● **LISTED ENTRIES**
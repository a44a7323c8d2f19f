use std::io;

use clap::{Args, CommandFactory};
use eyre::Result;

use super::Cli;

#[derive(Args)]
pub struct CompletionsCommand {
    /// Shell to generate completions for
    shell: clap_complete::Shell,
}

impl CompletionsCommand {
    pub fn run(&self) -> Result<()> {
        let mut cmd = Cli::command();
        clap_complete::generate(self.shell, &mut cmd, "sapling", &mut io::stdout());
        Ok(())
    }
}
//! Resolved configuration.

use sapling_ast::SourceKind;
use serde::Serialize;
use serde_json::Value;

use crate::pass::PassGroup;

/// Global options for one compilation request.
///
/// Already resolved: every field has its effective value. Created once per
/// request and read-only thereafter; [`crate::normalize`] copies it verbatim
/// onto the [`crate::File`], so a mid-run difference between the two means a
/// pass mutated the file's options.
#[derive(Debug, Clone, PartialEq, Serialize)]
pub struct Options {
    /// Name of the file being transformed, used in diagnostics and maps.
    pub filename: String,
    /// Whether to emit code (and a map, when `source_map` is set).
    pub code: bool,
    /// Whether to return the mutated tree to the caller.
    pub ast: bool,
    /// Whether to build a source map during generation.
    pub source_map: bool,
    /// Whether merged visitor handlers are wrapped to name the failing pass.
    pub wrap_pass_visitors: bool,
    /// Module kind the program is parsed under.
    pub source_kind: SourceKind,
}

impl Default for Options {
    fn default() -> Self {
        Self {
            filename: String::new(),
            code: true,
            ast: false,
            source_map: true,
            wrap_pass_visitors: true,
            source_kind: SourceKind::Module,
        }
    }
}

impl Options {
    /// The filename, or a placeholder for error messages when unset.
    pub fn display_name(&self) -> &str {
        if self.filename.is_empty() {
            "<unknown>"
        } else {
            &self.filename
        }
    }
}

/// The immutable configuration for one compilation request: global options
/// plus the ordered pass groups.
#[derive(Clone, Debug, Default)]
pub struct ResolvedConfig {
    pub options: Options,
    pub pass_groups: Vec<PassGroup>,
}

impl ResolvedConfig {
    pub fn new(options: Options, pass_groups: Vec<PassGroup>) -> Self {
        Self {
            options,
            pass_groups,
        }
    }

    /// Canonical serialization of this configuration, used as fingerprint
    /// material. A pure function of the configuration's values: two configs
    /// with equal options and equal `(key, options)` pass lists produce
    /// byte-identical material regardless of object identity.
    pub fn fingerprint_material(&self) -> String {
        config_material(&self.options, &self.pass_groups)
    }
}

/// Build canonical fingerprint material from options and pass groups.
///
/// Pass options are canonicalized (object keys sorted recursively) so that
/// re-serializing equal values yields identical bytes.
pub(crate) fn config_material(options: &Options, groups: &[PassGroup]) -> String {
    #[derive(Serialize)]
    struct Material<'a> {
        options: &'a Options,
        passes: Vec<Vec<(String, Value)>>,
    }

    let passes = groups
        .iter()
        .map(|group| {
            group
                .passes
                .iter()
                .map(|pass| (pass.key().to_string(), canonicalize(&pass.options())))
                .collect()
        })
        .collect();

    let material = Material { options, passes };
    serde_json::to_string(&material).expect("config material serialization cannot fail")
}

fn canonicalize(value: &Value) -> Value {
    match value {
        Value::Object(map) => {
            let mut entries: Vec<(&String, &Value)> = map.iter().collect();
            entries.sort_by_key(|(key, _)| key.as_str());
            Value::Object(
                entries
                    .into_iter()
                    .map(|(key, inner)| (key.clone(), canonicalize(inner)))
                    .collect(),
            )
        }
        Value::Array(items) => Value::Array(items.iter().map(canonicalize).collect()),
        other => other.clone(),
    }
}
//! Tree node definitions.

use serde::{Deserialize, Serialize};

/// How a program should be interpreted at the module level.
///
/// `Module` is the default kind; a program parsed under any other kind is
/// excluded from build caching.
#[derive(Debug, Clone, Copy, Default, PartialEq, Eq, Hash, Serialize, Deserialize)]
#[serde(rename_all = "lowercase")]
pub enum SourceKind {
    #[default]
    Module,
    Script,
}

impl SourceKind {
    /// Get the lowercase string representation.
    pub fn as_str(&self) -> &'static str {
        match self {
            SourceKind::Module => "module",
            SourceKind::Script => "script",
        }
    }
}

/// Declaration keyword for variable declarations.
#[derive(Debug, Clone, Copy, PartialEq, Eq, Serialize, Deserialize)]
#[serde(rename_all = "lowercase")]
pub enum DeclKind {
    Let,
    Const,
    Var,
}

impl DeclKind {
    pub fn as_str(&self) -> &'static str {
        match self {
            DeclKind::Let => "let",
            DeclKind::Const => "const",
            DeclKind::Var => "var",
        }
    }
}

/// Binary operators.
#[derive(Debug, Clone, Copy, PartialEq, Eq, Serialize, Deserialize)]
pub enum BinaryOp {
    Add,
    Sub,
    Mul,
    Div,
    Eq,
    Lt,
    Gt,
}

impl BinaryOp {
    pub fn as_str(&self) -> &'static str {
        match self {
            BinaryOp::Add => "+",
            BinaryOp::Sub => "-",
            BinaryOp::Mul => "*",
            BinaryOp::Div => "/",
            BinaryOp::Eq => "==",
            BinaryOp::Lt => "<",
            BinaryOp::Gt => ">",
        }
    }
}

/// A node in the source tree.
///
/// Statements and expressions share one enum so that visitors can dispatch
/// on a single [`NodeKind`]. Statement-position variants carry the original
/// source line (when known) for source mapping; nodes synthesized by passes
/// leave it unset.
#[derive(Debug, Clone, PartialEq, Serialize, Deserialize)]
#[serde(tag = "type")]
pub enum Node {
    Program {
        kind: SourceKind,
        body: Vec<Node>,
    },
    ImportDecl {
        names: Vec<String>,
        source: String,
        #[serde(default, skip_serializing_if = "Option::is_none")]
        line: Option<u32>,
    },
    VarDecl {
        kind: DeclKind,
        name: String,
        init: Option<Box<Node>>,
        #[serde(default, skip_serializing_if = "Option::is_none")]
        line: Option<u32>,
    },
    FnDecl {
        name: String,
        params: Vec<String>,
        body: Vec<Node>,
        #[serde(default, skip_serializing_if = "Option::is_none")]
        line: Option<u32>,
    },
    Return {
        arg: Option<Box<Node>>,
        #[serde(default, skip_serializing_if = "Option::is_none")]
        line: Option<u32>,
    },
    ExprStmt {
        expr: Box<Node>,
        #[serde(default, skip_serializing_if = "Option::is_none")]
        line: Option<u32>,
    },
    Ident {
        name: String,
    },
    Number {
        value: f64,
    },
    Str {
        value: String,
    },
    Bool {
        value: bool,
    },
    Binary {
        op: BinaryOp,
        left: Box<Node>,
        right: Box<Node>,
    },
    Call {
        callee: Box<Node>,
        args: Vec<Node>,
    },
    Assign {
        target: Box<Node>,
        value: Box<Node>,
    },
}

/// Discriminant of a [`Node`], used as the visitor dispatch key.
#[derive(Debug, Clone, Copy, PartialEq, Eq, Hash, Serialize, Deserialize)]
pub enum NodeKind {
    Program,
    ImportDecl,
    VarDecl,
    FnDecl,
    Return,
    ExprStmt,
    Ident,
    Number,
    Str,
    Bool,
    Binary,
    Call,
    Assign,
}

impl NodeKind {
    pub fn as_str(&self) -> &'static str {
        match self {
            NodeKind::Program => "Program",
            NodeKind::ImportDecl => "ImportDecl",
            NodeKind::VarDecl => "VarDecl",
            NodeKind::FnDecl => "FnDecl",
            NodeKind::Return => "Return",
            NodeKind::ExprStmt => "ExprStmt",
            NodeKind::Ident => "Ident",
            NodeKind::Number => "Number",
            NodeKind::Str => "Str",
            NodeKind::Bool => "Bool",
            NodeKind::Binary => "Binary",
            NodeKind::Call => "Call",
            NodeKind::Assign => "Assign",
        }
    }
}

impl Node {
    /// The dispatch kind of this node.
    pub fn kind(&self) -> NodeKind {
        match self {
            Node::Program { .. } => NodeKind::Program,
            Node::ImportDecl { .. } => NodeKind::ImportDecl,
            Node::VarDecl { .. } => NodeKind::VarDecl,
            Node::FnDecl { .. } => NodeKind::FnDecl,
            Node::Return { .. } => NodeKind::Return,
            Node::ExprStmt { .. } => NodeKind::ExprStmt,
            Node::Ident { .. } => NodeKind::Ident,
            Node::Number { .. } => NodeKind::Number,
            Node::Str { .. } => NodeKind::Str,
            Node::Bool { .. } => NodeKind::Bool,
            Node::Binary { .. } => NodeKind::Binary,
            Node::Call { .. } => NodeKind::Call,
            Node::Assign { .. } => NodeKind::Assign,
        }
    }

    /// Returns true for declarations the hoisting pass moves to the top of
    /// their enclosing body.
    pub fn is_hoistable(&self) -> bool {
        matches!(self, Node::ImportDecl { .. } | Node::FnDecl { .. })
    }

    /// Returns true for nodes that occupy statement position.
    pub fn is_statement(&self) -> bool {
        matches!(
            self,
            Node::ImportDecl { .. }
                | Node::VarDecl { .. }
                | Node::FnDecl { .. }
                | Node::Return { .. }
                | Node::ExprStmt { .. }
        )
    }

    /// The original source line of a statement, when the parser recorded one.
    pub fn original_line(&self) -> Option<u32> {
        match self {
            Node::ImportDecl { line, .. }
            | Node::VarDecl { line, .. }
            | Node::FnDecl { line, .. }
            | Node::Return { line, .. }
            | Node::ExprStmt { line, .. } => *line,
            _ => None,
        }
    }

    /// The module kind of a program node, `None` for any other node.
    pub fn source_kind(&self) -> Option<SourceKind> {
        match self {
            Node::Program { kind, .. } => Some(*kind),
            _ => None,
        }
    }
}

#[cfg(test)]
mod tests {
    use super::*;

    #[test]
    fn test_kind_matches_variant() {
        let node = Node::VarDecl {
            kind: DeclKind::Let,
            name: "x".into(),
            init: Some(Box::new(Node::Number { value: 1.0 })),
            line: Some(1),
        };
        assert_eq!(node.kind(), NodeKind::VarDecl);
        assert!(node.is_statement());
        assert!(!node.is_hoistable());
    }

    #[test]
    fn test_hoistable_nodes() {
        let import = Node::ImportDecl {
            names: vec!["a".into()],
            source: "mod".into(),
            line: None,
        };
        let func = Node::FnDecl {
            name: "f".into(),
            params: vec![],
            body: vec![],
            line: None,
        };
        assert!(import.is_hoistable());
        assert!(func.is_hoistable());
    }

    #[test]
    fn test_serde_tagging() {
        let node = Node::Ident { name: "x".into() };
        let json = serde_json::to_value(&node).unwrap();
        assert_eq!(json["type"], "Ident");
        assert_eq!(json["name"], "x");

        let back: Node = serde_json::from_value(json).unwrap();
        assert_eq!(back, node);
    }

    #[test]
    fn test_source_kind_default() {
        assert_eq!(SourceKind::default(), SourceKind::Module);
        assert_eq!(SourceKind::Module.as_str(), "module");
    }
}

● **WORK TO COMPLETE**
Scan the records above and show every line in which the word "dispatch" occurs.

● **ANSWER AREA**
/// Statements and expressions share one enum so that visitors can dispatch
/// Discriminant of a [`Node`], used as the visitor dispatch key.
    /// The dispatch kind of this node.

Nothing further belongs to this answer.